For the work, the artist met with each leader in his place of worship to talk about their faith and the history of their congregation in the city and to take reference photos of their hands. Back in his studio, Haendel digitally manipulated these photos to create new and often physically impossible hand compositions – contemporary reinterpretations of ritual hand gestures found in art history. The digital effect, however, remains imperceptibly visible (the same hand holding itself, or a hand with too few or too many fingers), reminding us that these mystical and uncanny appendages are of the present. Based on these digital renderings, Haendel drew each hand portrait in pencil on paper, slowly and meticulously, on a very large scale. In this way, the artist uses his hand and his work to honour the work of each leader, be it intellectual or community service, as a kind of homage that expands the definition of drawing to ritual, meditation and service.
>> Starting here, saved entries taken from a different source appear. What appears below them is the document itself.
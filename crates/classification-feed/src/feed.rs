//! Classifier feeds

use crate::{Classification, FeedError};
use serde::{Deserialize, Serialize};
use tracing::{debug, info, warn};

/// Source of per-tick classification results
///
/// `load` brings up the camera and model; its failure is fatal for the session.
/// `classify` is called once per sampling tick.
#[allow(async_fn_in_trait)]
pub trait ClassificationFeed {
    /// Initialize the underlying camera and model
    async fn load(&mut self) -> Result<(), FeedError>;

    /// Produce the classification for the current frame
    async fn classify(&mut self) -> Result<Classification, FeedError>;

    /// Number of classes in the model vocabulary
    fn class_count(&self) -> usize;
}

/// A scripted classifier frame, repeated `repeat` times
#[derive(Debug, Clone, Serialize, Deserialize)]
pub struct ScriptedFrame {
    /// (label, probability) pairs in classifier order
    #[serde(default)]
    pub classes: Vec<(String, f32)>,
    /// Number of consecutive ticks this frame is returned
    #[serde(default = "default_repeat")]
    pub repeat: u32,
    /// No classification for these ticks (`classes` is ignored)
    #[serde(default)]
    pub unavailable: bool,
}

fn default_repeat() -> u32 {
    1
}

impl ScriptedFrame {
    pub fn new(classes: Vec<(String, f32)>, repeat: u32) -> Self {
        Self {
            classes,
            repeat,
            unavailable: false,
        }
    }

    /// Ticks on which the classifier has nothing to report
    pub fn unavailable(repeat: u32) -> Self {
        Self {
            classes: Vec::new(),
            repeat,
            unavailable: true,
        }
    }
}

/// Feed that replays a fixed list of frames (stand-in for the real model)
pub struct ScriptedFeed {
    /// `None` marks ticks without a classification
    frames: Vec<(Option<Classification>, u32)>,
    /// Current frame index
    cursor: usize,
    /// Ticks already served from the current frame
    served: u32,
    loaded: bool,
    load_failure: Option<String>,
}

impl ScriptedFeed {
    /// Create a scripted feed, validating every frame up front
    pub fn new(frames: Vec<ScriptedFrame>) -> Result<Self, FeedError> {
        let frames = frames
            .into_iter()
            .map(|f| -> Result<(Option<Classification>, u32), FeedError> {
                if f.unavailable {
                    return Ok((None, f.repeat));
                }
                Ok((Some(Classification::new(f.classes)?), f.repeat))
            })
            .collect::<Result<Vec<_>, FeedError>>()?;

        info!("Scripted feed created with {} frames", frames.len());

        Ok(Self {
            frames,
            cursor: 0,
            served: 0,
            loaded: false,
            load_failure: None,
        })
    }

    /// Parse frames from a JSON array
    pub fn from_json(json: &str) -> Result<Self, FeedError> {
        let frames: Vec<ScriptedFrame> = serde_json::from_str(json)
            .map_err(|e| FeedError::Initialization(format!("invalid script: {}", e)))?;
        Self::new(frames)
    }

    /// Make `load` fail, simulating an unavailable camera or model
    pub fn with_load_failure(mut self, reason: impl Into<String>) -> Self {
        self.load_failure = Some(reason.into());
        self
    }

    /// Ticks left before the feed is exhausted
    pub fn remaining(&self) -> u64 {
        let mut left: u64 = self.frames[self.cursor.min(self.frames.len())..]
            .iter()
            .map(|(_, repeat)| *repeat as u64)
            .sum();
        if self.cursor < self.frames.len() {
            left -= self.served as u64;
        }
        left
    }
}

impl ClassificationFeed for ScriptedFeed {
    async fn load(&mut self) -> Result<(), FeedError> {
        if let Some(reason) = &self.load_failure {
            warn!("Scripted feed load failed: {}", reason);
            return Err(FeedError::Initialization(reason.clone()));
        }
        debug!("Scripted feed loaded");
        self.loaded = true;
        Ok(())
    }

    async fn classify(&mut self) -> Result<Classification, FeedError> {
        if !self.loaded {
            return Err(FeedError::NotLoaded);
        }

        while let Some((classification, repeat)) = self.frames.get(self.cursor) {
            if self.served < *repeat {
                self.served += 1;
                return classification.clone().ok_or(FeedError::Unavailable);
            }
            self.cursor += 1;
            self.served = 0;
        }

        Err(FeedError::Exhausted)
    }

    fn class_count(&self) -> usize {
        self.frames
            .iter()
            .find_map(|(c, _)| c.as_ref().map(Classification::len))
            .unwrap_or(0)
    }
}
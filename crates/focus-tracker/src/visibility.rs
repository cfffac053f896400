//! Tab visibility and session streak tracking

use crate::config::TrackerConfig;
use crate::state::SessionState;
use alerting::Alert;
use tracing::{debug, info};

/// Penalizes long absences from the session and refreshes the focus streak
#[derive(Debug, Clone)]
pub struct VisibilityTracker {
    config: TrackerConfig,
}

impl VisibilityTracker {
    pub fn new(config: TrackerConfig) -> Self {
        Self { config }
    }

    /// Score penalty for an absence of `away_ms`
    pub fn away_penalty(&self, away_ms: u64) -> u64 {
        ((away_ms / self.config.away_penalty_step_ms) * self.config.away_penalty_per_step)
            .min(self.config.away_penalty_cap)
    }

    /// Session view was hidden
    pub fn on_hidden(&self, state: &mut SessionState, now_ms: u64) {
        state.tab_visible = false;
        state.tab_hidden_ms = Some(now_ms);
        debug!("Session hidden at {}", now_ms);
    }

    /// Session view became visible again. Returns an alert when the absence
    /// exceeded the away threshold.
    pub fn on_visible(&self, state: &mut SessionState, now_ms: u64) -> Option<Alert> {
        state.tab_visible = true;
        let hidden_at = state.tab_hidden_ms.take()?;

        if !state.is_active() {
            return None;
        }

        let away_ms = now_ms.saturating_sub(hidden_at);
        if away_ms <= self.config.away_threshold_ms {
            debug!("Back after {}ms, under threshold", away_ms);
            return None;
        }

        let penalty = self.away_penalty(away_ms);
        state
            .focus_score
            .lower(u8::try_from(penalty).unwrap_or(u8::MAX));
        let missed = away_ms / self.config.away_threshold_ms;
        state.looking_away_count = state
            .looking_away_count
            .saturating_add(u32::try_from(missed).unwrap_or(u32::MAX));

        info!(
            "Away for {}ms: penalty {}, score {}, looking away {}",
            away_ms,
            penalty,
            state.focus_score.get(),
            state.looking_away_count
        );

        Some(Alert::silent(format!(
            "You were away for {} seconds. Stay focused!",
            away_ms / 1000
        )))
    }

    /// Recompute the focus streak. Returns the new streak in minutes, or
    /// `None` when the session clock has not started.
    pub fn refresh_streak(&self, state: &mut SessionState, now_ms: u64) -> Option<u64> {
        if !state.is_active() {
            return None;
        }
        let start = state.session_start_ms?;
        state.focus_streak_min = now_ms.saturating_sub(start) / 60_000;
        Some(state.focus_streak_min)
    }
}
//! Audio cue playback
//!
//! Hosts may block playback until the user has interacted with the session.
//! `AudioCue` tracks whether the sink is unlocked and retries lazily; failures
//! never prevent the visual alert from showing.

use std::io::{IsTerminal, Write};
use thiserror::Error;
use tracing::{debug, info, warn};

/// Audio playback errors
#[derive(Debug, Clone, PartialEq, Error)]
pub enum AudioError {
    /// Host refused playback (e.g. no user interaction yet)
    #[error("Playback blocked: {0}")]
    Blocked(String),

    /// Playback started but failed
    #[error("Playback failed: {0}")]
    Playback(String),

    /// No audio resource available
    #[error("Audio resource unavailable")]
    Unavailable,
}

/// Audio output the alert cue is played through
pub trait AudioSink {
    /// Play and immediately stop the cue to unlock playback
    fn prime(&mut self) -> Result<(), AudioError>;

    /// Reload the audio resource (fallback unlock strategy)
    fn reload(&mut self) -> Result<(), AudioError>;

    /// Start the cue from the beginning
    fn play(&mut self) -> Result<(), AudioError>;

    /// Stop the cue and rewind it
    fn pause(&mut self);
}

/// Sink that accepts everything and plays nothing
#[derive(Debug, Clone, Default)]
pub struct NullAudio;

impl AudioSink for NullAudio {
    fn prime(&mut self) -> Result<(), AudioError> {
        Ok(())
    }

    fn reload(&mut self) -> Result<(), AudioError> {
        Ok(())
    }

    fn play(&mut self) -> Result<(), AudioError> {
        Ok(())
    }

    fn pause(&mut self) {}
}

/// Sink ringing the terminal bell on stderr
#[derive(Debug, Clone, Default)]
pub struct TerminalBell;

impl TerminalBell {
    fn check_terminal(&self) -> Result<(), AudioError> {
        if std::io::stderr().is_terminal() {
            Ok(())
        } else {
            Err(AudioError::Blocked("stderr is not a terminal".to_string()))
        }
    }
}

impl AudioSink for TerminalBell {
    fn prime(&mut self) -> Result<(), AudioError> {
        self.check_terminal()
    }

    fn reload(&mut self) -> Result<(), AudioError> {
        self.check_terminal()
    }

    fn play(&mut self) -> Result<(), AudioError> {
        let mut stderr = std::io::stderr();
        stderr
            .write_all(b"\x07")
            .and_then(|_| stderr.flush())
            .map_err(|e| AudioError::Playback(e.to_string()))
    }

    fn pause(&mut self) {}
}

/// Unlock-aware controller around an audio sink
pub struct AudioCue<A: AudioSink> {
    sink: A,
    unlocked: bool,
    /// Set once the first user interaction has been handled
    interaction_handled: bool,
}

impl<A: AudioSink> AudioCue<A> {
    /// Create a locked cue
    pub fn new(sink: A) -> Self {
        Self {
            sink,
            unlocked: false,
            interaction_handled: false,
        }
    }

    /// Try to unlock playback: prime the sink, falling back to one reload.
    /// Returns whether playback is unlocked.
    pub fn unlock(&mut self) -> bool {
        if self.unlocked {
            debug!("Audio already unlocked");
            return true;
        }

        match self.sink.prime() {
            Ok(()) => {
                info!("Audio unlocked");
                self.unlocked = true;
            }
            Err(e) => {
                warn!("Audio unlock failed: {}", e);
                match self.sink.reload() {
                    Ok(()) => {
                        info!("Audio unlocked after reload");
                        self.unlocked = true;
                    }
                    Err(e) => warn!("Audio reload fallback failed: {}", e),
                }
            }
        }

        self.unlocked
    }

    /// Handle a user interaction. Only the first interaction attempts an unlock;
    /// later ones return `None`.
    pub fn on_user_interaction(&mut self) -> Option<bool> {
        if self.interaction_handled {
            return None;
        }
        self.interaction_handled = true;
        debug!("User interaction detected");
        Some(self.unlock())
    }

    /// Play the cue, unlocking lazily. Returns whether the cue started.
    pub fn play(&mut self) -> bool {
        if !self.unlocked {
            warn!("Audio not unlocked, attempting unlock now");
            if !self.unlock() {
                return false;
            }
        }

        match self.sink.play() {
            Ok(()) => {
                debug!("Audio cue playing");
                true
            }
            Err(e) => {
                warn!("Audio play failed: {}", e);
                self.unlocked = false;
                self.unlock();
                false
            }
        }
    }

    /// Stop and rewind the cue
    pub fn stop(&mut self) {
        self.sink.pause();
    }

    pub fn is_unlocked(&self) -> bool {
        self.unlocked
    }

    pub fn sink(&self) -> &A {
        &self.sink
    }

    pub fn sink_mut(&mut self) -> &mut A {
        &mut self.sink
    }
}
Karl Haendel was born in New York in 1976. He lives and works in Los Angeles.
He was part of the Biennial of the Americas (2015); Whitney Biennial (2014); the 12th Biennale de Lyon (2013) and Prospect 2, New Orleans (2011).
He had solo exhibitions at LAXArt in Los Angeles; the Box at the Wexner Center for the Arts in Columbus and the Museum of Contemporary Art (MoCA), Los Angeles. Haendel has been included in group exhibitions at institutions including the FLAG Art Foundation, New York; Aspen Art Museum, Aspen; Hammer Museum, Los Angeles; Drawing Center, New York; New Museum, New York; Astrup Fearnley Museum, Oslo; Muse d’Art Moderne et d’Art Contemporain, Nizza; Serpentine Gallery, London; Herning Museum of Contemporary Art; Herning; Kunsthalle Bielefeld and Palais Populaire, Berlin. His artworks are in the public collection of the Art Gallery of Ontario, Toronto; Astrup Fearnley Museum of Modern Art, Oslo, Norway; Deutsche Bank Collection, Frankfurt; Guggenheim Museum, New York; Hammer Museum, Los Angeles; Kadist Art Foundation, Paris / San Francisco; Kunsthalle Bielefeld; Los Angeles County Museum of Art, Los Angeles; Walker Art Center, Minneapolis; Museum of Contemporary Art, Los Angeles; Museum of Modern Art, New York; Museo d’arte della Svizzera italiana, Lugano; Sammlung Wemhöner, Berlin; Perez Art Museum, Miami; Philbrook Museum of Art, Tulsa; Whitney Museum of American Art, New York.
Vernissage: Saturday, 17. September 2022 – 5-9 p.m.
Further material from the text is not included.